餘觀雁蕩諸峯,皆峭拔崯怪,上聳千尺,窮崖巨谷,不類他山。皆包在諸谷中,自嶺外望之,都無所見;至谷中,則森然千霄。原其理,當是爲谷中大水衝激,沙土盡去,唯巨石巋然挺立耳。如大小龍湫、水簾、初月谷之類,皆是水鑿音漕去聲。之穴,自下望之,則高巖峭壁;從上觀之,適與地平,以至諸峯之頂,亦低於山頂之地面。世間溝壑中水鑿之處,皆有植土龕巖,亦此類耳。今成皋、峽西大澗中,立土動及百尺,迥然聳立,亦雁蕩具體而微者,但此土彼石耳。既非挺出地上,則爲深谷林莽所蔽,故古人未見,靈運所不至,理不足怪也。
內諸司舍屋,唯祕閣最宏壯。閣下穹隆高敞,相傳謂之“木天”。
方家以磁石磨針鋒,則能指南,然常微偏東,不全南也,水浮多蕩搖。指爪及碗脣上皆可爲之,運轉尤速,但堅滑易墜,不若縷懸爲最善。其法取新纊中獨繭縷,以芥子許蠟,綴於針腰,無風處懸之,則針常指南。其中有磨而指北者。餘家指南、北者皆有之。磁石之指南,猶柏之指西,莫可原其理。

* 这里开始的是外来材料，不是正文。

//! One dashboard interaction: rate lookup, series load, projection, statistics.
//!
//! Every input arrives as a parameter so the same request always produces the
//! same view for the same provider responses.

use crate::core::config::{AppConfig, Product};
use crate::core::currency::{self, ConversionRate, CurrencyRateProvider, ResolvedRate};
use crate::core::error::{ForecastError, Result};
use crate::core::price::{DateRange, PriceSeriesLoader, SeriesSource};
use crate::core::projection::{self, ProjectedSeries};
use crate::core::stats::{Outlook, PriceSummary};
use chrono::NaiveDate;
use tracing::{debug, info, instrument};

#[derive(Debug, Clone)]
pub struct ProjectionRequest {
    pub product: Product,
    pub source: SeriesSource,
    pub from_currency: String,
    pub to_currency: String,
    pub fallback_rate: ConversionRate,
    pub horizon: usize,
    pub history_days: u32,
}

impl ProjectionRequest {
    /// Builds a request for `product_name` using the configured currencies,
    /// fallback rate and horizon.
    pub fn from_config(
        config: &AppConfig,
        product_name: &str,
        source: SeriesSource,
        horizon: Option<usize>,
    ) -> Result<Self> {
        let product = config.find_product(product_name)?.clone();
        let fallback_rate = ConversionRate::new(config.currency.fallback_rate).ok_or_else(|| {
            ForecastError::InvalidConfig(format!(
                "configured fallback rate {} is not positive",
                config.currency.fallback_rate
            ))
        })?;
        Ok(Self {
            product,
            source,
            from_currency: config.currency.source.clone(),
            to_currency: config.currency.target.clone(),
            fallback_rate,
            horizon: horizon.unwrap_or(config.projection.horizon_days),
            history_days: config.projection.history_days,
        })
    }
}

#[derive(Debug)]
pub struct DashboardView {
    pub product: Product,
    pub source: SeriesSource,
    pub from_currency: String,
    pub to_currency: String,
    pub rate: ResolvedRate,
    pub projection: ProjectedSeries,
    pub summary: PriceSummary,
    pub outlook: Outlook,
}

/// Runs the pipeline for one request, in order and without concurrency.
///
/// A failed rate lookup never halts the run; the view carries the warning.
/// Missing, empty or too-short series stop the run with the matching error.
#[instrument(
    name = "ProjectionPipeline",
    skip_all,
    fields(product = %request.product.name, source = %request.source)
)]
pub async fn run_pipeline(
    request: &ProjectionRequest,
    rate_provider: &(dyn CurrencyRateProvider + Send + Sync),
    loader: &(dyn PriceSeriesLoader + Send + Sync),
    as_of: NaiveDate,
) -> Result<DashboardView> {
    let rate = currency::resolve_rate(
        rate_provider,
        &request.from_currency,
        &request.to_currency,
        request.fallback_rate,
    )
    .await;

    let range = DateRange::trailing(as_of, request.history_days);
    let series = loader.load_series(&request.product, &range).await?;
    debug!("Loaded {} price points for {}", series.len(), range);
    let series = currency::normalize_series(series, &request.from_currency)?;

    let projection = projection::project(&series, rate.rate, request.horizon)?;
    let summary =
        PriceSummary::from_points(projection.historical()).ok_or(ForecastError::EmptySeries)?;
    let outlook = Outlook::from_predicted(projection.predicted());

    info!(
        slope = projection.fit.slope,
        intercept = projection.fit.intercept,
        "Projected {} days for {}",
        projection.horizon(),
        request.product.name
    );

    Ok(DashboardView {
        product: request.product.clone(),
        source: request.source,
        from_currency: request.from_currency.clone(),
        to_currency: request.to_currency.clone(),
        rate,
        projection,
        summary,
        outlook,
    })
}
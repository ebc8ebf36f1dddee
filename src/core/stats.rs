//! Descriptive statistics shown beside the projection.
use crate::core::projection::ProjectedPoint;
use serde::Serialize;

/// Suffix indices of the 1, 3 and 6 month predictions.
const ONE_MONTH_INDEX: usize = 30;
const THREE_MONTHS_INDEX: usize = 90;

#[derive(Debug, Clone, Copy, PartialEq, Serialize)]
pub struct PriceSummary {
    pub current: f64,
    pub average: f64,
    pub min: f64,
    pub max: f64,
}

impl PriceSummary {
    /// Summarizes observed prices. `current` is the last point in series order.
    pub fn from_points(points: &[ProjectedPoint]) -> Option<Self> {
        let current = points.last()?.price;
        let (min, max, sum) = points.iter().fold(
            (f64::INFINITY, f64::NEG_INFINITY, 0.0),
            |(min, max, sum), p| (min.min(p.price), max.max(p.price), sum + p.price),
        );
        Some(Self {
            current,
            average: sum / points.len() as f64,
            min,
            max,
        })
    }
}

#[derive(Debug, Clone, Copy, PartialEq, Serialize)]
pub struct Outlook {
    pub one_month: Option<f64>,
    pub three_months: Option<f64>,
    pub six_months: Option<f64>,
}

impl Outlook {
    /// Picks point predictions out of the predicted suffix. Short horizons leave
    /// the later figures empty.
    pub fn from_predicted(predicted: &[ProjectedPoint]) -> Self {
        Self {
            one_month: predicted.get(ONE_MONTH_INDEX).map(|p| p.price),
            three_months: predicted.get(THREE_MONTHS_INDEX).map(|p| p.price),
            six_months: predicted.last().map(|p| p.price),
        }
    }
}
use crate::core::config::AppConfig;
use anyhow::{Context, Result};
use std::path::Path;

const EXAMPLE_CONFIG: &str = include_str!("../../docs/example_config.yaml");

/// Creates a default configuration file with example content at the default location
pub fn setup() -> Result<()> {
    let path = AppConfig::default_config_path()?;
    setup_at_path(path)
}

/// Creates a default configuration file with example content at the specified path
pub fn setup_at_path<P: AsRef<Path>>(path: P) -> Result<()> {
    let path = path.as_ref();

    if path.exists() {
        anyhow::bail!("Configuration file already exists at {}", path.display());
    }

    if let Some(parent) = path.parent() {
        std::fs::create_dir_all(parent)
            .with_context(|| format!("Failed to create directory: {}", parent.display()))?;
    }

    std::fs::write(path, EXAMPLE_CONFIG)
        .with_context(|| format!("Failed to write config file to {}", path.display()))?;

    tracing::info!("Created default configuration at {}", path.display());
    println!("Created default configuration at {}", path.display());
    Ok(())
}
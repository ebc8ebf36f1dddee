use tracing::level_filters::LevelFilter;
use tracing_subscriber::{
    EnvFilter, filter::Targets, fmt, prelude::__tracing_subscriber_SubscriberExt,
    util::SubscriberInitExt,
};

/// Installs the global subscriber. Crate events are only emitted with `verbose`;
/// `RUST_LOG` narrows the filter further.
pub fn init_logging(verbose: bool) {
    let (level_filter, level) = if verbose {
        (LevelFilter::DEBUG, "debug")
    } else {
        (LevelFilter::OFF, "off")
    };
    let app_filter = Targets::new().with_target("agriprice", level_filter);
    let env_filter = EnvFilter::try_from_default_env().unwrap_or_else(|_| EnvFilter::new(level));

    tracing_subscriber::registry()
        .with(fmt::layer().pretty().without_time().with_writer(std::io::stderr))
        .with(app_filter)
        .with(env_filter)
        .init();
}
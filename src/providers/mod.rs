pub mod caching;
pub mod csv_file;
pub mod exchange_rate;
pub mod util;
pub mod yahoo_finance;
use agriprice::core::SeriesSource;
use agriprice::core::log::init_logging;
use anyhow::Result;
use clap::{CommandFactory, Parser, Subcommand, ValueEnum};

#[derive(Parser)]
#[command(version, about)]
struct Cli {
    /// Enable verbose logging
    #[arg(short, long, global = true)]
    verbose: bool,

    /// Path to optional configuration file
    #[arg(short, long, global = true)]
    config_path: Option<String>,

    #[command(subcommand)]
    command: Option<Commands>,
}

#[derive(Clone, Copy, ValueEnum)]
enum Source {
    Csv,
    Yahoo,
}

impl From<Source> for SeriesSource {
    fn from(source: Source) -> SeriesSource {
        match source {
            Source::Csv => SeriesSource::Csv,
            Source::Yahoo => SeriesSource::Yahoo,
        }
    }
}

impl From<Commands> for agriprice::AppCommand {
    fn from(cmd: Commands) -> agriprice::AppCommand {
        match cmd {
            Commands::Products => agriprice::AppCommand::Products,
            Commands::Show {
                product,
                source,
                horizon,
            } => agriprice::AppCommand::Show {
                product,
                source: source.into(),
                horizon: horizon.map(usize::from),
            },
            Commands::Dashboard => agriprice::AppCommand::Dashboard,
            Commands::Setup => unreachable!("Setup command should be handled separately"),
        }
    }
}

#[derive(Subcommand)]
enum Commands {
    /// Create default configuration
    Setup,
    /// List the products in the catalog
    Products,
    /// Show price history and trend projection for one product
    Show {
        /// Product name, e.g. "Wheat"
        #[arg(short, long)]
        product: String,
        /// Where to load the price history from
        #[arg(short, long, value_enum, default_value_t = Source::Csv)]
        source: Source,
        /// Number of days to project (overrides the config)
        #[arg(long, value_parser = clap::value_parser!(u16).range(1..))]
        horizon: Option<u16>,
    },
    /// Interactive product and source selection
    Dashboard,
}

#[tokio::main]
async fn main() -> Result<()> {
    let cli = Cli::parse();

    init_logging(cli.verbose);

    let result = match cli.command {
        Some(Commands::Setup) => agriprice::cli::setup::setup(),
        Some(cmd) => agriprice::run_command(cmd.into(), cli.config_path.as_deref()).await,
        None => {
            Cli::command().print_help()?;
            Ok(())
        }
    };

    if let Err(e) = &result {
        tracing::error!(error = %e, "Application failed");
    }
    result
}
pub mod cli;
pub mod core;
pub mod providers;
pub mod store;

use crate::core::config::{AppConfig, RateSource};
use crate::core::{CurrencyRateProvider, PricePoint, PriceSeriesLoader, SeriesSource};
use crate::providers::caching::{CachingRateProvider, CachingSeriesLoader};
use crate::providers::csv_file::CsvSeriesLoader;
use crate::providers::exchange_rate::ExchangeRateApiProvider;
use crate::providers::yahoo_finance::{YahooCurrencyProvider, YahooSeriesLoader};
use crate::store::MemoryCache;
use anyhow::Result;
use chrono::{Local, NaiveDate};
use std::sync::Arc;
use std::time::Duration;
use tracing::{debug, info};

pub enum AppCommand {
    Products,
    Show {
        product: String,
        source: SeriesSource,
        horizon: Option<usize>,
    },
    Dashboard,
}

/// Where "today" comes from when building the trailing date range.
#[derive(Debug, Clone, Copy, PartialEq, Eq)]
pub enum Clock {
    Local,
    Fixed(NaiveDate),
}

impl Clock {
    pub fn today(&self) -> NaiveDate {
        match self {
            Clock::Local => Local::now().date_naive(),
            Clock::Fixed(date) => *date,
        }
    }
}

/// Providers wired from config, shared by every interaction of a run.
pub struct AppContext {
    pub config: AppConfig,
    pub rate_provider: Box<dyn CurrencyRateProvider + Send + Sync>,
    csv_loader: Box<dyn PriceSeriesLoader + Send + Sync>,
    yahoo_loader: Box<dyn PriceSeriesLoader + Send + Sync>,
    rate_cache: Arc<MemoryCache<String, f64>>,
    series_cache: Arc<MemoryCache<String, Vec<PricePoint>>>,
}

impl AppContext {
    pub fn from_config(config: AppConfig) -> Self {
        let ttl = Some(Duration::from_secs(config.cache.ttl_secs));
        let rate_cache = Arc::new(MemoryCache::<String, f64>::new());
        let series_cache = Arc::new(MemoryCache::<String, Vec<PricePoint>>::new());

        let rate_provider: Box<dyn CurrencyRateProvider + Send + Sync> = match config.rates.provider
        {
            RateSource::ExchangeRateApi => Box::new(CachingRateProvider::new(
                ExchangeRateApiProvider::new(config.providers.exchange_rate_base_url()),
                rate_cache.clone(),
                ttl,
            )),
            RateSource::Yahoo => Box::new(CachingRateProvider::new(
                YahooCurrencyProvider::new(config.providers.yahoo_base_url()),
                rate_cache.clone(),
                ttl,
            )),
        };

        // Static files do not change under a running session, so they never expire.
        let csv_loader = Box::new(CachingSeriesLoader::new(
            CsvSeriesLoader::new(config.data_dir(), &config.currency.source),
            "csv",
            series_cache.clone(),
            None,
        ));
        let yahoo_loader = Box::new(CachingSeriesLoader::new(
            YahooSeriesLoader::new(config.providers.yahoo_base_url()),
            "yahoo",
            series_cache.clone(),
            ttl,
        ));

        AppContext {
            config,
            rate_provider,
            csv_loader,
            yahoo_loader,
            rate_cache,
            series_cache,
        }
    }

    pub async fn log_cache_stats(&self) {
        let rates = self.rate_cache.stats().await;
        let series = self.series_cache.stats().await;
        debug!(
            rate_entries = self.rate_cache.len().await,
            rate_hits = rates.hits,
            rate_misses = rates.misses,
            series_entries = self.series_cache.len().await,
            series_hits = series.hits,
            series_misses = series.misses,
            "Cache usage"
        );
    }

    pub fn loader(&self, source: SeriesSource) -> &(dyn PriceSeriesLoader + Send + Sync) {
        match source {
            SeriesSource::Csv => self.csv_loader.as_ref(),
            SeriesSource::Yahoo => self.yahoo_loader.as_ref(),
        }
    }
}

pub async fn run_command(command: AppCommand, config_path: Option<&str>) -> Result<()> {
    run_with_clock(command, config_path, Clock::Local).await
}

/// Same as [`run_command`] with a fixed "today" for the remote date range.
pub async fn run_command_as_of(
    command: AppCommand,
    config_path: Option<&str>,
    as_of: NaiveDate,
) -> Result<()> {
    run_with_clock(command, config_path, Clock::Fixed(as_of)).await
}

async fn run_with_clock(command: AppCommand, config_path: Option<&str>, clock: Clock) -> Result<()> {
    info!("Agricultural price predictor starting...");

    let config = match config_path {
        Some(path) => AppConfig::load_from_path(path)?,
        None => AppConfig::load()?,
    };
    debug!("Loaded config: {config:#?}");

    let ctx = AppContext::from_config(config);

    match command {
        AppCommand::Products => cli::products::run(&ctx.config.products),
        AppCommand::Show {
            product,
            source,
            horizon,
        } => cli::show::run(&ctx, &product, source, horizon, clock.today()).await,
        AppCommand::Dashboard => cli::dashboard::run(&ctx, clock).await,
    }
}

#[cfg(test)]
mod tests {
    use super::*;

    #[test]
    fn test_fixed_clock_never_moves() {
        let date = NaiveDate::from_ymd_opt(2024, 6, 30).unwrap();
        assert_eq!(Clock::Fixed(date).today(), date);
        assert_eq!(Clock::Fixed(date).today(), date);
    }

    #[test]
    fn test_local_clock_reads_current_date() {
        let before = Local::now().date_naive();
        let today = Clock::Local.today();
        let after = Local::now().date_naive();
        assert!(before <= today && today <= after);
    }

    #[tokio::test]
    async fn test_fresh_context_reports_empty_caches() {
        let ctx = AppContext::from_config(AppConfig::default());
        assert_eq!(ctx.series_cache.len().await, 0);
        assert_eq!(ctx.rate_cache.stats().await, store::CacheStats::default());
        ctx.log_cache_stats().await;
    }
}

歳首畫鍾馗於門,不右起自何時。皇祐中,金陵發一冢,有石志,乃宋宗愨母鄭夫人。宗愨有妹名鍾道,則知鍾馗之設亦遠。
茶牙,古人謂之雀舌、麥顆,言其至嫩也。今茶之美者,其質素良,而所植之木又美,則新牙一發,便長寸餘,其細如針。唯牙長爲上品,以其質榦、土力皆有餘故也。如雀舌、麥顆者,極下材耳,乃北人不識,誤爲品題。餘山居有《茶論》,《嘗茶》詩云:“誰把嫩香名雀舌?定知北客示曾嘗。不知靈草天然異,一夜風吹一寸長。”
閩中荔枝,核有小如丁香者,多肉而甘。土人亦能爲之,取荔枝木去其宗根,仍火燔令焦,復種之,以大石抵其根,但令傍根得生,其核乃小,種之不復牙。正如六畜去勢,則多肉而不復有子耳。
處士劉易,隱居王屋山。嘗於齋中見一大蜂,於蛛網,蛛搏之,爲蜂所螫墜地。俄頃,蛛鼓腹欲烈,徐行入草。蛛齧芋梗微破,以瘡就齧處磨之,良久腹漸消,輕躁如故。自後人有爲蜂螫者,挼芋梗傅之則愈。
漳州界有一水,號烏腳溪,涉者足皆如黑。數十里間,水皆不可飲,飲則病瘴,行人皆載水自隨。梅龍圖公儀宦州縣時,沿牒至漳州;素多病,預憂瘴癘爲害,至烏腳溪,使數人肩荷之,以物蒙身,恐爲毒水所沾。兢惕過甚,瞧盱矍鑠,忽墜水中,至於沒頂。乃出之,舉體黑如崑崙,自謂必死。然自此宿病盡除,頓覺康健,無復昔之羸瘵。又不知何也?